**ACTIVITY**.
Please repeat the lines below, exactly and only, from the one that holds "The above copyright" through the one that holds "OUT OF OR IN".

-=-=-

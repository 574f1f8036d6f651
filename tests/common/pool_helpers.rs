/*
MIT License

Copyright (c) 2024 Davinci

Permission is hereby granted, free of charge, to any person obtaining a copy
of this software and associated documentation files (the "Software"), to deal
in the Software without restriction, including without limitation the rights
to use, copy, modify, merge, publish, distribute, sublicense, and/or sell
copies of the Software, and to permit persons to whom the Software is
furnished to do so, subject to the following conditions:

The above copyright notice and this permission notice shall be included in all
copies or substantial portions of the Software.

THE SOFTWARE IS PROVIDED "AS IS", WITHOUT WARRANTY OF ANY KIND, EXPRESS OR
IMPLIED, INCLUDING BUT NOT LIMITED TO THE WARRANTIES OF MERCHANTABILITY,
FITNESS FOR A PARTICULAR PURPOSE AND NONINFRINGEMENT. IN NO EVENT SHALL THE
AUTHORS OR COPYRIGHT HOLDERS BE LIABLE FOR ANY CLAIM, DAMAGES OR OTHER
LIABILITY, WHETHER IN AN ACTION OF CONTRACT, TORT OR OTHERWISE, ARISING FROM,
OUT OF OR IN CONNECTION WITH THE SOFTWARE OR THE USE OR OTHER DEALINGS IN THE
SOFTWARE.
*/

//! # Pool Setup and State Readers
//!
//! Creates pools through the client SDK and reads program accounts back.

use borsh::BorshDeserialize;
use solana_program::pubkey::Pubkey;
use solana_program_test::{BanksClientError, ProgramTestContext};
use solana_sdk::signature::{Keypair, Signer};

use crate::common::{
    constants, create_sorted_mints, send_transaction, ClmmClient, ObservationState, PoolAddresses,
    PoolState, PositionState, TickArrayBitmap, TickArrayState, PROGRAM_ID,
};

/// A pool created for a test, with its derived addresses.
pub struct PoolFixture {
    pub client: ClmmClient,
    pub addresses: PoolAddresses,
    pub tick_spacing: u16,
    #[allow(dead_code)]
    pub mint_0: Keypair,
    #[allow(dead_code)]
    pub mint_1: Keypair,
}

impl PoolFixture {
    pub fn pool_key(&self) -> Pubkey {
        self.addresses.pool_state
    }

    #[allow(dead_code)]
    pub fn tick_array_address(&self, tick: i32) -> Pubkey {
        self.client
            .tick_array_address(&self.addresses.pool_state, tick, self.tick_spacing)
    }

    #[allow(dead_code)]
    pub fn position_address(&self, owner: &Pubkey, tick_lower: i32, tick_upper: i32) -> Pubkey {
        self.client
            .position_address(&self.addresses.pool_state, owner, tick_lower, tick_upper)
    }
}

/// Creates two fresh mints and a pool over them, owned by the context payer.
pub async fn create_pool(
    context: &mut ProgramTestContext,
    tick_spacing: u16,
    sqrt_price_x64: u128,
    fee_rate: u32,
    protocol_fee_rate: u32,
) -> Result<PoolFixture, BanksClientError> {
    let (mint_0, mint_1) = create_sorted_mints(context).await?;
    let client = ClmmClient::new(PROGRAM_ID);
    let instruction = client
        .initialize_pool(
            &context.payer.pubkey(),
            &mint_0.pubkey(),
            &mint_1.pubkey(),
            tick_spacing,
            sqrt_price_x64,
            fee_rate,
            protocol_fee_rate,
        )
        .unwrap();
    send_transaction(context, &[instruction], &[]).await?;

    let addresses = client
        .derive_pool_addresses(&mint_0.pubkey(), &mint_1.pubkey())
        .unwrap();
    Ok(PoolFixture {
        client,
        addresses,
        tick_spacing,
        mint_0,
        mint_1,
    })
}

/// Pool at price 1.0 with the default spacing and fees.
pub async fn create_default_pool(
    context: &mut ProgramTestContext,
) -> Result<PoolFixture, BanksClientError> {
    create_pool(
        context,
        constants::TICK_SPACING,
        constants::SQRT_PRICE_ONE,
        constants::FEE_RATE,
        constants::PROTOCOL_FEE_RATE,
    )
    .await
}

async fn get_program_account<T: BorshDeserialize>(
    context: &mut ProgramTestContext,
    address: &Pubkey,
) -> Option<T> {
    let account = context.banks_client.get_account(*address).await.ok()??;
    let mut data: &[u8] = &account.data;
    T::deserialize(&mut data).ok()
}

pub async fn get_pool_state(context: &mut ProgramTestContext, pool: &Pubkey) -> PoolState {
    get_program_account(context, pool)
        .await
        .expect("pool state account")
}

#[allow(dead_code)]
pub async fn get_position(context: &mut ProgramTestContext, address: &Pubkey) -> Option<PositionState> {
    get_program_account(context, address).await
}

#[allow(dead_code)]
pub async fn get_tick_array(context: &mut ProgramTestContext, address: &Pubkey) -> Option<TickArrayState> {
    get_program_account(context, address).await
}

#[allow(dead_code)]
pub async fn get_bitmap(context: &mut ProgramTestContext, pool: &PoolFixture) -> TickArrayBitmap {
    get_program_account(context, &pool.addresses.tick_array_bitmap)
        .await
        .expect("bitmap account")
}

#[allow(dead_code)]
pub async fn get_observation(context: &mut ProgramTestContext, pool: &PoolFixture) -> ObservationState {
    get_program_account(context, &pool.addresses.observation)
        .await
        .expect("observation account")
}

-=-=-

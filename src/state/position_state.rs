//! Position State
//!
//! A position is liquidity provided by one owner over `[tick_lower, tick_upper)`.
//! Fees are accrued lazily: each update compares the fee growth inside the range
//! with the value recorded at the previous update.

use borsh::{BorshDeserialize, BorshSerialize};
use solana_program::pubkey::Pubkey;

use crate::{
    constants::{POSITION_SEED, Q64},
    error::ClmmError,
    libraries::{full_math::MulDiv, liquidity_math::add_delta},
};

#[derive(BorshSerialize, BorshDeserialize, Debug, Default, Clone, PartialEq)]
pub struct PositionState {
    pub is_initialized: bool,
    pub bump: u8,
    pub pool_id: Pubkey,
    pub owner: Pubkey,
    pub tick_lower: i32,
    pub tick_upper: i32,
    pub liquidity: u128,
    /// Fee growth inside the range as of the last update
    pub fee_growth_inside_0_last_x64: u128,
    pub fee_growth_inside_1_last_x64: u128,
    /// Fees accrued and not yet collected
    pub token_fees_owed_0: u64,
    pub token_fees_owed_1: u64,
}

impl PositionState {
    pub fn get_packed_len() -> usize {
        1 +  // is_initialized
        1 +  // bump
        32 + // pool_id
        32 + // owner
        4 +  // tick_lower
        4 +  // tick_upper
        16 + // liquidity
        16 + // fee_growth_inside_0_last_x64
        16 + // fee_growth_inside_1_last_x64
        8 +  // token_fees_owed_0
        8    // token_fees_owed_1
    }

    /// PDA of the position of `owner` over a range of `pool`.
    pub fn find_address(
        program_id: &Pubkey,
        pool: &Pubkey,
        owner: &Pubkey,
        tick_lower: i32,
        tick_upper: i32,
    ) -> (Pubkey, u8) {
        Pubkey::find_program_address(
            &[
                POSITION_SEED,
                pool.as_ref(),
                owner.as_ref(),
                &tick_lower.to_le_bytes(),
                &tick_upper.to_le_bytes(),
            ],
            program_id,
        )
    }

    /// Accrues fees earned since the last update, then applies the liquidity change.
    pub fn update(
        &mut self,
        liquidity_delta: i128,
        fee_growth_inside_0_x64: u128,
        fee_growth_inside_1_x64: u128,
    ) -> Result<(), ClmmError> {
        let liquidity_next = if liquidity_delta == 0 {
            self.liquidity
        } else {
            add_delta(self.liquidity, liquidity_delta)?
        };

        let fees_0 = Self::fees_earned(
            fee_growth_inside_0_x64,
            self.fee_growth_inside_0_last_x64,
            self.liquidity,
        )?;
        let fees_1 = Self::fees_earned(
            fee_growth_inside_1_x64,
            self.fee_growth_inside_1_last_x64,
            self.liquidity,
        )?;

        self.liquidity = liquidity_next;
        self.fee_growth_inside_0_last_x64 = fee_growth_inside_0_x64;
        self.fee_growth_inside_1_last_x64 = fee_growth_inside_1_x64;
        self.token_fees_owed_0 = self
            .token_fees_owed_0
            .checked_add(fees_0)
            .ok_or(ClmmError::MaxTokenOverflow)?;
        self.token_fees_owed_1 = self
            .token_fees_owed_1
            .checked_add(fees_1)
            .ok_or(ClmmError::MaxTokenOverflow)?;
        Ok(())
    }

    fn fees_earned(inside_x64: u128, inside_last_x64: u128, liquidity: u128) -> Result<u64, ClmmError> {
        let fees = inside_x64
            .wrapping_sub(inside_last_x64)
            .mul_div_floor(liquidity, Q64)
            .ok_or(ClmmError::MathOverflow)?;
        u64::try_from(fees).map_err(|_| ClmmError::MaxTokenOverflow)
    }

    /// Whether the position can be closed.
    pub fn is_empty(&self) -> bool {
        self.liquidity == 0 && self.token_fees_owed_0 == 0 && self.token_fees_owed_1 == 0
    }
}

-=-=-

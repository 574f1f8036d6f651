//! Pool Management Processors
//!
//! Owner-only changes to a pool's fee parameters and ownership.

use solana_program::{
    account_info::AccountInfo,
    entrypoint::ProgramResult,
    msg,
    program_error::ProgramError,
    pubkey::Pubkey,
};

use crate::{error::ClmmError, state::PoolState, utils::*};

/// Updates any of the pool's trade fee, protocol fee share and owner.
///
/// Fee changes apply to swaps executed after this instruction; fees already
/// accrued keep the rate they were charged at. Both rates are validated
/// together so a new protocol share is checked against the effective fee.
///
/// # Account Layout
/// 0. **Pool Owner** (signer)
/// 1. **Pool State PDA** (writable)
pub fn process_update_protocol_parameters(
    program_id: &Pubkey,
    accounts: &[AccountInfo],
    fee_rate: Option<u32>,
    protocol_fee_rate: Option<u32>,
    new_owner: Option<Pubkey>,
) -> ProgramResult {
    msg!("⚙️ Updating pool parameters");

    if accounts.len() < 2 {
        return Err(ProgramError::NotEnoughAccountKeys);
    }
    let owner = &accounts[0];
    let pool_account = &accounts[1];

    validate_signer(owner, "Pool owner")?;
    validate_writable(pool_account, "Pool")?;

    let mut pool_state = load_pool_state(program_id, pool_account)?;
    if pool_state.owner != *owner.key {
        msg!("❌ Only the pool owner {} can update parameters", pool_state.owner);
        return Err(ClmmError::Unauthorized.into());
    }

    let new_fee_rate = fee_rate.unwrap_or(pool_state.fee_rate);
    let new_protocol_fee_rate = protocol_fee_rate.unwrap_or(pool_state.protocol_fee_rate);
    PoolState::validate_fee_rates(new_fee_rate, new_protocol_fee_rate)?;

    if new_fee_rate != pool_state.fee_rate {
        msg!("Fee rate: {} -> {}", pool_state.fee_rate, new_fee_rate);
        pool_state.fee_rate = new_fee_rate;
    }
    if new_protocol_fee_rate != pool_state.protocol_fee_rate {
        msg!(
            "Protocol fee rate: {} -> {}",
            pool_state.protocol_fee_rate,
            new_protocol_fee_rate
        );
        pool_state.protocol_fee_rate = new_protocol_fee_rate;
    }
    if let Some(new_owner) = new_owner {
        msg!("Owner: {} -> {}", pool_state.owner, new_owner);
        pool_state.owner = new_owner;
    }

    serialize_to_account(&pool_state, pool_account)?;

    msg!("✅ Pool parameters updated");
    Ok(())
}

-=-=-

**THE COMPLETED TASK**.
The above copyright notice and this permission notice shall be included in all
copies or substantial portions of the Software.

THE SOFTWARE IS PROVIDED "AS IS", WITHOUT WARRANTY OF ANY KIND, EXPRESS OR
IMPLIED, INCLUDING BUT NOT LIMITED TO THE WARRANTIES OF MERCHANTABILITY,
FITNESS FOR A PARTICULAR PURPOSE AND NONINFRINGEMENT. IN NO EVENT SHALL THE
AUTHORS OR COPYRIGHT HOLDERS BE LIABLE FOR ANY CLAIM, DAMAGES OR OTHER
LIABILITY, WHETHER IN AN ACTION OF CONTRACT, TORT OR OTHERWISE, ARISING FROM,
OUT OF OR IN CONNECTION WITH THE SOFTWARE OR THE USE OR OTHER DEALINGS IN THE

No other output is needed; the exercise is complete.